The further a city is from the capital, the higher its maintenance cost. In addition, it's harder to support it--it takes longer and is riskier to move units and workers there, and roads you build are more vulnerable to barb or enemy plundering--so you could lose access to that resource. The few workers you have this early on get preoccupied with building roads rather than building other, probably more useful tile improvements.

Myself, I usually build close to my capital and expect a rival to rush a city to that resource. How terribly convenient, I always think as my Axemen rush there...
 
rafisher said:
After settling first city, warrior or scout explores surrounding area. Often, it will come across some nice locations with lots of resources, but these locations are "far." Is it better to have the next settler (and accompanying warrior) take the extra turns it will need to get to this distant location, or just settle closer to the capitol?
If you're pretty sure you could reach that spot with a 3rd settler without AI getting there first, then use 2nd settler to bridge the gap to that nice spot while your workers improve land around first 2 cities. Unless it some really kickass location, then you might want to secure that spot sooner.
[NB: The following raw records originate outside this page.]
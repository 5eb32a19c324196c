//! Orchestrator tests for the workflow execution engine.
//!
//! External services are replaced by the recording doubles in `nodes::mock`,
//! so these run without any tool server or LLM provider.

use std::sync::Arc;
use std::time::Duration;

use async_trait::async_trait;
use pretty_assertions::assert_eq;
use serde_json::{json, Value};
use tokio_util::sync::CancellationToken;

use nodes::mock::{mock_services, MockCompletionService, MockCredentialStore, MockToolInvoker};
use nodes::services::{ToolCallRequest, ToolCallResult, ToolInvoker};
use nodes::{NodeKind, NodeServices};

use crate::{
    ExecutionStatus, ExecutorConfig, WorkflowDag, WorkflowExecutor, WorkflowNode,
};

fn executor(services: NodeServices) -> WorkflowExecutor {
    WorkflowExecutor::new(services, ExecutorConfig::default())
}

fn save(id: &str, inputs: &[&str]) -> WorkflowNode {
    WorkflowNode::new(id, NodeKind::Action, json!({ "type": "save" }), inputs)
}

fn fetch(id: &str, tool: &str, parameters: Value, inputs: &[&str]) -> WorkflowNode {
    WorkflowNode::new(
        id,
        NodeKind::McpFetch,
        json!({ "serverId": "crm", "toolName": tool, "parameters": parameters }),
        inputs,
    )
}

fn statuses(execution: &crate::WorkflowExecution) -> Vec<(&str, ExecutionStatus)> {
    execution
        .logs
        .iter()
        .map(|l| (l.node_id.as_str(), l.status))
        .collect()
}

/// Tool invoker that never answers before `delay`.
struct SlowTools {
    delay: Duration,
}

#[async_trait]
impl ToolInvoker for SlowTools {
    async fn call_tool(&self, _request: ToolCallRequest) -> ToolCallResult {
        tokio::time::sleep(self.delay).await;
        ToolCallResult::ok(json!("late"))
    }
}

fn slow_services(delay: Duration) -> NodeServices {
    NodeServices::new(
        Arc::new(SlowTools { delay }),
        Arc::new(MockCompletionService::replying("{}")),
        Arc::new(MockCredentialStore::empty()),
    )
}

// ============================================================
// Happy paths
// ============================================================

#[tokio::test]
async fn single_save_node_returns_trigger_input() {
    let wf = WorkflowDag::new("echo", "owner", vec![save("store", &[])]);

    let execution = executor(NodeServices::unconfigured())
        .execute_with_input(&wf, "user-1", json!({ "hello": "world" }))
        .await;

    assert_eq!(execution.status, ExecutionStatus::Completed);
    assert_eq!(execution.result, Some(json!({ "hello": "world" })));
    assert_eq!(execution.error, None);
    assert!(execution.completed_at.is_some());
    assert_eq!(statuses(&execution), vec![("store", ExecutionStatus::Completed)]);
}

#[tokio::test]
async fn reference_resolves_against_upstream_output() {
    let tools = Arc::new(
        MockToolInvoker::returning(ToolCallResult::ok(json!("done")))
            .with_tool("get_account", ToolCallResult::ok(json!({ "x": 1 }))),
    );
    let services = NodeServices::new(
        tools.clone(),
        Arc::new(MockCompletionService::replying("{}")),
        Arc::new(MockCredentialStore::empty()),
    );
    let wf = WorkflowDag::new(
        "resolve",
        "owner",
        vec![
            fetch("a", "get_account", json!({}), &[]),
            fetch("b", "update_account", json!({ "v": "$input[0].x" }), &["a"]),
        ],
    );

    let execution = executor(services).execute(&wf, "user-1").await;

    assert_eq!(execution.status, ExecutionStatus::Completed);
    assert_eq!(execution.result, Some(json!("done")));
    let calls = tools.calls();
    assert_eq!(calls.len(), 2);
    assert_eq!(calls[1].parameters.get("v"), Some(&json!(1)));
}

#[tokio::test]
async fn pipeline_fetch_filter_merge() {
    let tools = Arc::new(
        MockToolInvoker::returning(ToolCallResult::ok(json!([])))
            .with_tool("list_a", ToolCallResult::ok(json!([{ "id": 1, "price": 5 }, { "id": 2, "price": 15 }])))
            .with_tool("list_b", ToolCallResult::ok(json!([{ "id": 2, "price": 15 }, { "id": 3, "price": 30 }]))),
    );
    let services = NodeServices::new(
        tools,
        Arc::new(MockCompletionService::replying("{}")),
        Arc::new(MockCredentialStore::empty()),
    );
    let wf = WorkflowDag::new(
        "pipeline",
        "owner",
        vec![
            WorkflowNode::new(
                "combined",
                NodeKind::Merge,
                json!({ "strategy": "deduplicate", "key": "id" }),
                &["a", "b"],
            ),
            fetch("a", "list_a", json!({}), &[]),
            fetch("b", "list_b", json!({}), &[]),
            WorkflowNode::new(
                "expensive",
                NodeKind::Filter,
                json!({ "conditions": [{ "field": "price", "operator": "gt", "value": 10 }] }),
                &["combined"],
            ),
        ],
    );

    let execution = executor(services).execute(&wf, "user-1").await;

    assert_eq!(execution.status, ExecutionStatus::Completed);
    assert_eq!(
        execution.result,
        Some(json!([{ "id": 2, "price": 15 }, { "id": 3, "price": 30 }]))
    );
    assert_eq!(
        statuses(&execution),
        vec![
            ("a", ExecutionStatus::Completed),
            ("b", ExecutionStatus::Completed),
            ("combined", ExecutionStatus::Completed),
            ("expensive", ExecutionStatus::Completed),
        ]
    );
}

#[tokio::test]
async fn conditional_does_not_skip_any_branch() {
    let wf = WorkflowDag::new(
        "branching",
        "owner",
        vec![
            save("start", &[]),
            WorkflowNode::new(
                "check",
                NodeKind::Conditional,
                json!({ "condition": "data.total > 100", "trueBranch": "big", "falseBranch": "small" }),
                &["start"],
            ),
            save("big", &["check"]),
            save("small", &["check"]),
        ],
    );

    let execution = executor(NodeServices::unconfigured())
        .execute_with_input(&wf, "user-1", json!({ "total": 10 }))
        .await;

    assert_eq!(execution.status, ExecutionStatus::Completed);
    assert_eq!(execution.logs.len(), 4);
    assert_eq!(execution.logs[1].output.as_ref().unwrap()["nextNode"], json!("small"));
    // Result is whichever node is last in topological order.
    assert_eq!(execution.result.as_ref().unwrap()["conditionMet"], json!(false));
}

// ============================================================
// Failure paths
// ============================================================

#[tokio::test]
async fn failing_middle_node_stops_the_run() {
    let wf = WorkflowDag::new(
        "chain",
        "owner",
        vec![
            save("ok", &[]),
            WorkflowNode::new("boom", NodeKind::Action, json!({ "type": "webhook" }), &["ok"]),
            save("never", &["boom"]),
        ],
    );

    let execution = executor(NodeServices::unconfigured())
        .execute_with_input(&wf, "user-1", json!({ "n": 1 }))
        .await;

    assert_eq!(execution.status, ExecutionStatus::Failed);
    assert_eq!(
        statuses(&execution),
        vec![("ok", ExecutionStatus::Completed), ("boom", ExecutionStatus::Failed)]
    );
    assert_eq!(execution.result, None);
    assert!(execution.completed_at.is_some());

    let error = execution.error.unwrap();
    assert!(error.starts_with("Node boom failed: "), "{error}");
    assert!(error.contains("not yet supported"));
    assert_eq!(
        execution.logs[1].error.as_deref(),
        Some("webhook action is not yet supported")
    );
}

#[tokio::test]
async fn cycle_fails_with_empty_log() {
    let wf = WorkflowDag::new(
        "loop",
        "owner",
        vec![save("a", &["b"]), save("b", &["a"])],
    );

    let execution = executor(mock_services(Value::Null)).execute(&wf, "user-1").await;

    assert_eq!(execution.status, ExecutionStatus::Failed);
    assert!(execution.logs.is_empty());
    assert!(execution.error.unwrap().contains("cycle"));
}

#[tokio::test]
async fn unknown_input_fails_before_any_node_runs() {
    let tools = Arc::new(MockToolInvoker::returning(ToolCallResult::ok(Value::Null)));
    let services = NodeServices::new(
        tools.clone(),
        Arc::new(MockCompletionService::replying("{}")),
        Arc::new(MockCredentialStore::empty()),
    );
    let wf = WorkflowDag::new(
        "dangling",
        "owner",
        vec![fetch("a", "t", json!({}), &[]), save("b", &["missing"])],
    );

    let execution = executor(services).execute(&wf, "user-1").await;

    assert_eq!(execution.status, ExecutionStatus::Failed);
    assert!(execution.logs.is_empty());
    assert!(execution.error.unwrap().contains("missing"));
    assert!(tools.calls().is_empty());
}

#[tokio::test]
async fn bad_config_is_recorded_as_node_failure() {
    let wf = WorkflowDag::new(
        "misconfigured",
        "owner",
        vec![WorkflowNode::new("m", NodeKind::Merge, json!({}), &[])],
    );

    let execution = executor(NodeServices::unconfigured()).execute(&wf, "user-1").await;

    assert_eq!(execution.status, ExecutionStatus::Failed);
    assert_eq!(statuses(&execution), vec![("m", ExecutionStatus::Failed)]);
    assert!(execution.error.unwrap().starts_with("Node m failed: invalid node config"));
}

#[tokio::test(start_paused = true)]
async fn slow_node_times_out() {
    let wf = WorkflowDag::new("slow", "owner", vec![fetch("wait", "t", json!({}), &[])]);
    let executor = WorkflowExecutor::new(
        slow_services(Duration::from_secs(60)),
        ExecutorConfig { node_timeout: Some(Duration::from_secs(5)) },
    );

    let execution = executor.execute(&wf, "user-1").await;

    assert_eq!(execution.status, ExecutionStatus::Failed);
    assert!(execution.error.unwrap().contains("timed out"));
}

#[tokio::test(start_paused = true)]
async fn cancellation_interrupts_running_node() {
    let wf = WorkflowDag::new(
        "cancel",
        "owner",
        vec![fetch("wait", "t", json!({}), &[]), save("after", &["wait"])],
    );
    let executor = WorkflowExecutor::new(
        slow_services(Duration::from_secs(60)),
        ExecutorConfig { node_timeout: None },
    );
    let cancel = CancellationToken::new();

    let trigger = cancel.clone();
    tokio::spawn(async move {
        tokio::time::sleep(Duration::from_secs(1)).await;
        trigger.cancel();
    });

    let execution = executor.execute_with_cancel(&wf, "user-1", None, &cancel).await;

    assert_eq!(execution.status, ExecutionStatus::Failed);
    assert_eq!(statuses(&execution), vec![("wait", ExecutionStatus::Failed)]);
    assert_eq!(execution.error.as_deref(), Some("Node wait failed: execution cancelled"));
}

#[tokio::test]
async fn cancelled_token_stops_the_next_node_before_it_starts() {
    let tools = Arc::new(MockToolInvoker::returning(ToolCallResult::ok(json!("fetched"))));
    let services = NodeServices::new(
        tools.clone(),
        Arc::new(MockCompletionService::replying("{}")),
        Arc::new(MockCredentialStore::empty()),
    );
    let wf = WorkflowDag::new(
        "precancelled",
        "owner",
        vec![fetch("first", "t", json!({}), &[]), save("second", &["first"])],
    );
    let cancel = CancellationToken::new();
    cancel.cancel();

    let execution = executor(services).execute_with_cancel(&wf, "user-1", None, &cancel).await;

    assert_eq!(execution.status, ExecutionStatus::Failed);
    assert_eq!(statuses(&execution), vec![("first", ExecutionStatus::Failed)]);
    assert_eq!(execution.error.as_deref(), Some("Node first failed: execution cancelled"));
    assert!(tools.calls().is_empty());
}

#[tokio::test]
async fn definition_with_free_form_id_loads_and_runs() {
    let wf: WorkflowDag = serde_json::from_value(json!({
        "id": "wf-1",
        "name": "echo",
        "ownerId": "owner",
        "nodes": [{ "id": "store", "type": "action", "config": { "type": "save" } }],
    }))
    .unwrap();

    let execution = executor(NodeServices::unconfigured())
        .execute_with_input(&wf, "user-1", json!("payload"))
        .await;

    assert_eq!(execution.workflow_id, "wf-1");
    assert_eq!(execution.status, ExecutionStatus::Completed);
    assert_eq!(execution.result, Some(json!("payload")));
}

#[tokio::test]
async fn concurrent_runs_are_independent() {
    let wf = WorkflowDag::new("echo", "owner", vec![save("store", &[])]);
    let executor = executor(NodeServices::unconfigured());

    let (first, second) = tokio::join!(
        executor.execute_with_input(&wf, "alice", json!(1)),
        executor.execute_with_input(&wf, "bob", json!(2)),
    );

    assert_ne!(first.id, second.id);
    assert_eq!(first.result, Some(json!(1)));
    assert_eq!(second.result, Some(json!(2)));
    assert_eq!(first.user_id, "alice");
    assert_eq!(second.user_id, "bob");
}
Another situation where you may consider settling 2nd city "far" from capitol is when map layout favours particular spot to create a "choke" so no other civs can pass it allowing you to settle the rest of the land at your own pace.
 
Generally I would say no for the following reasons:
- you want the cities up sooner rather than later
- maintenance costs due to the distance
- could take time to get the cities linked
- the further you have to go the more risk from barbarians along the way

Exceptions to this would be:
- a choke-point (seee NuWorld's comments above)
- an absolutely fabulous site that you must have now
 
I would say it depends on what you consider far away. If you could fit two or three city crosses in the distance, it is probably too far for a second city. If the AI ends up settling on your perfect square, you just found your first enemy to attack.
 
Spinal Cracker has the basic idea. Settle close a possible while still maintaining a managable empire until you get Code of Laws. In the meantime, you should be building an army. Once you can afford it, attack and capture the far-away city site (or raze it and build it in a better location if the AI picked a bad one). In general, its better to stabilize your local situation and expand later. The EXCEPTIONS to this are:

1) It will be your ONLY way to get a VITAL resource (like copper) OR
2) it is an obvious pinch-point and you can blockoff future AI expansion. HOWEVER, be away that this tends to piss-off the AI making them attack sooner.
 
Settle close.

If you settle close, then you can attack the enemy for the resource if he beats you to it. If you settle far..... you'll get the resource, but a nearby enemy will be able to attack you for it, and you won't have the connections to defend it.
 
If you're playing Washington, settle far. Organized plus financial means you can afford it. If you play a civ with a great early UU that can take the spot by force later on, wait for it. Otherwise, it depends.